覆水盆に返らず

来てくださってありがとうございます。

2018年もいよいよ今日で終わりですね。
皆さんにとって今年はどんな1年だったでしょうか。

私にとっては、言葉について色々考えさせられる年でした。

「相手の思考を楽観的に期待している状況……、これを、甘えている、というんだ。
いいかい、気持ちなんて伝わらない。伝えたいものは、言葉で言いなさい。それが、どんなに難しくても、それ以外に方法はない」
(『詩的私的ジャック Jack the Poetical Private』/森博嗣)

上記は私の大好きな作家である森博嗣さんの推理小説の一節なのですが、これ本当にその通りだと思います。

これぐらい言わなくてもわかるだろう、伝わるだろう

というのは、ある種の甘えであり奢りなのです。
相手との距離が近くなればなるほどそういう思考に陥りがちですが、どんなに親しい間柄であっても自分の気持ちは言葉にしなければ決して相手には伝わりません。
まして言葉がほとんどすべてとも言えるネットの世界では。

それともうひとつ

もの言わぬは腹ふくるるわざなり

という格言もあります。
これはどちらかと言えば「不平不満」のことだと思うのですが、
「言いたいことを心の中に溜め込んでいるとお腹がいっぱいになって苦しくなるよ」
というような意味かと思います。

小さな不満を少しずつ溜め込んでいつか爆発してしまうより、思ったことはやっぱり相手になるべく伝えるべきかなとは思います。

それでも。

「言霊」という言葉があるぐらいで、言葉にはとても強い力があります。
思ったことをただその場で脊髄反射的に垂れ流すのは良くないなと思うのです。
思ったことをよく考えることもせずにすぐ口にしてしまう、または逆に「思ってもいないこと」を怒りにまかせて反射的に言ってしまう、それは決して冒頭に書いたような「気持ちを正しく相手に伝えること」にはならないと思います。

これ、自分自身に言い聞かせてます。
私はよくこれで失敗していますので。

幸いなことに、口から出す言葉と違い、文字を打つという動作は途中で止めることができます。
エンターキーを押すまで発信することはありません。

それは本当に自分が伝えたかったことなのか

その言葉で本当にいいのか

エンターキーを押す前にもう一度よく考えてみようと思います。

“覆水盆に返らず”です。
起こってしまったことは元には戻らない。
言ってしまった言葉ももう「なかったこと」にはできない。

でもね。

“It’s no use crying over spilt milk.”(こぼしたミルクを嘆いても無駄)
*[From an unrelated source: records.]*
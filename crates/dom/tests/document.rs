use plate_dom::{
    BoundaryPoint, Document, DomError, DomTree, NodeSnapshot, SelectionHost, SelectionRange,
};

fn fixture(html: &str) -> (Document, plate_dom::NodeId) {
    let mut doc = Document::new();
    let div = doc.create_element("div");
    let body = doc.body();
    doc.append_child(body, div).unwrap();
    doc.set_inner_html(div, html).unwrap();
    (doc, div)
}

#[test]
fn insert_after_moves_node_behind_target() {
    let (mut doc, div) = fixture("<p>a</p><p>b</p><p>c</p>");
    let a = doc.child_at(div, 0).unwrap();
    let b = doc.child_at(div, 1).unwrap();

    doc.insert_after(a, b).unwrap();
    assert_eq!(doc.inner_html(div), "<p>b</p><p>a</p><p>c</p>");

    let c = doc.child_at(div, 2).unwrap();
    doc.insert_after(b, c).unwrap();
    assert_eq!(doc.inner_html(div), "<p>a</p><p>c</p><p>b</p>");
    assert_eq!(doc.last_child(div), Some(b));
}

#[test]
fn insert_into_text_is_a_hierarchy_error() {
    let (mut doc, div) = fixture("<p>a</p>");
    let p = doc.first_child(div).unwrap();
    let text = doc.first_child(p).unwrap();
    let extra = doc.create_element("span");

    let err = doc.append_child(text, extra).unwrap_err();
    assert!(matches!(err, DomError::HierarchyRequest(_)));
}

#[test]
fn insert_ancestor_into_descendant_is_a_hierarchy_error() {
    let (mut doc, div) = fixture("<blockquote><p>a</p></blockquote>");
    let quote = doc.first_child(div).unwrap();
    let p = doc.first_child(quote).unwrap();

    let err = doc.append_child(p, quote).unwrap_err();
    assert!(matches!(err, DomError::HierarchyRequest(_)));
    assert_eq!(doc.inner_html(div), "<blockquote><p>a</p></blockquote>");
}

#[test]
fn foreign_reference_and_child_are_not_found() {
    let (mut doc, div) = fixture("<p>a</p><p>b</p>");
    let a = doc.child_at(div, 0).unwrap();
    let text = doc.first_child(a).unwrap();
    let extra = doc.create_element("p");

    let err = doc.insert_before(div, extra, Some(text)).unwrap_err();
    assert!(matches!(err, DomError::NotFound));

    let err = doc.remove_child(div, text).unwrap_err();
    assert!(matches!(err, DomError::NotFound));
}

#[test]
fn remove_child_detaches_but_keeps_node_usable() {
    let (mut doc, div) = fixture("<p>a</p><p>b</p>");
    let a = doc.child_at(div, 0).unwrap();

    doc.remove_child(div, a).unwrap();
    assert_eq!(doc.inner_html(div), "<p>b</p>");
    assert_eq!(doc.parent(a), None);
    assert!(!doc.is_removed(a));

    doc.append_child(div, a).unwrap();
    assert_eq!(doc.inner_html(div), "<p>b</p><p>a</p>");
}

#[test]
fn clone_shallow_copies_tag_and_attributes_only() {
    let (mut doc, div) = fixture(r#"<blockquote class="q" cite="x"><p>a</p></blockquote>"#);
    let quote = doc.first_child(div).unwrap();

    let copy = doc.clone_shallow(quote).unwrap();

    assert_eq!(doc.child_count(copy), 0);
    assert_eq!(doc.parent(copy), None);
    assert_eq!(doc.attribute(copy, "class"), Some("q"));
    assert_eq!(doc.outer_html(copy), r#"<blockquote cite="x" class="q"></blockquote>"#);
}

#[test]
fn closest_and_contains_walk_ancestors() {
    let (doc, div) = fixture("<blockquote><p><b>a</b></p></blockquote>");
    let quote = doc.first_child(div).unwrap();
    let p = doc.first_child(quote).unwrap();
    let bold = doc.first_child(p).unwrap();
    let text = doc.first_child(bold).unwrap();

    assert_eq!(
        doc.closest(text, |d, n| d.has_tag(n, "BLOCKQUOTE"), true),
        Some(quote)
    );
    assert_eq!(doc.closest(p, |d, n| d.has_tag(n, "p"), true), Some(p));
    assert_eq!(doc.closest(p, |d, n| d.has_tag(n, "p"), false), None);
    assert!(doc.contains(quote, text));
    assert!(doc.contains(text, text));
    assert!(!doc.contains(text, quote));
    assert_eq!(doc.root_of(text), doc.body());
}

#[test]
fn index_and_length_queries() {
    let (doc, div) = fixture("<p>hello</p><p>wörld</p><p></p>");
    let second = doc.child_at(div, 1).unwrap();
    let text = doc.first_child(second).unwrap();

    assert_eq!(doc.index_of(second), 1);
    assert_eq!(doc.node_length(div), 3);
    assert_eq!(doc.node_length(text), "wörld".len());
    assert_eq!(doc.child_at(div, 3), None);
}

#[test]
fn snapshot_round_trips_through_json() {
    let (doc, div) = fixture(r#"<blockquote data-k="v"><p>a</p><p>b &amp; c</p></blockquote>"#);
    let snapshot = doc.snapshot(div).unwrap();

    let json = snapshot.to_json_pretty().unwrap();
    let parsed = NodeSnapshot::from_json_str(&json).unwrap();
    assert_eq!(parsed, snapshot);

    let mut other = Document::new();
    let body = other.body();
    let copy = other.append_snapshot(body, &parsed).unwrap();
    assert_eq!(other.inner_html(copy), doc.inner_html(div));
}

#[test]
fn snapshot_builders_produce_expected_markup() {
    let mut doc = Document::new();
    let body = doc.body();
    let quote = NodeSnapshot::blockquote(vec![
        NodeSnapshot::paragraph("one"),
        NodeSnapshot::element("H2", vec![NodeSnapshot::text("two")]),
    ]);

    doc.append_snapshot(body, &quote).unwrap();

    assert_eq!(
        doc.inner_html(body),
        "<blockquote><p>one</p><h2>two</h2></blockquote>"
    );
}

#[test]
fn selection_host_stores_active_range() {
    let (mut doc, div) = fixture("<p>hello</p>");
    let p = doc.first_child(div).unwrap();
    let text = doc.first_child(p).unwrap();
    assert_eq!(doc.selection(), None);

    let range = SelectionRange::new(
        &doc,
        BoundaryPoint::new(text, 1),
        BoundaryPoint::new(text, 3),
    )
    .unwrap();
    doc.set_selection(Some(range));
    assert_eq!(doc.selection(), Some(range));

    doc.set_selection(None);
    assert_eq!(doc.selection(), None);
}

#[test]
fn attribute_and_text_setters() {
    let (mut doc, div) = fixture("<p>a</p>");
    let p = doc.first_child(div).unwrap();
    let text = doc.first_child(p).unwrap();

    doc.set_attribute(p, "Class", "lead").unwrap();
    doc.set_text(text, "b<c").unwrap();
    assert_eq!(doc.inner_html(div), r#"<p class="lead">b&lt;c</p>"#);

    assert!(doc.set_attribute(text, "class", "x").is_err());
    assert!(doc.set_text(p, "x").is_err());
}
同じような意味をもつ上のような英語の格言もあるんですが、これはポジティブに「こぼしちゃったらまた注げばいい」と捉える見方もあるんですよね。
「no use crying」だから、どちらかと言えば「無駄」というよりも「そんな必要ないよ」という意味合いのほうが強いように思われます。
世の中取り返しのつかないことはもちろんたくさんあるのですけど、そうじゃないこともまた、結構あるものじゃないかなと思います。

そんなふうに、真摯にそして今より少しポジティブに、来年はよりいっそう言葉を大事にできる年にしたいなと思います。

今年一年、このような拙いブログをご覧いただき、本当にありがとうございました。

来年もまた、ゆるゆると私なりに楽しみながら思うことを書いていければなと思います。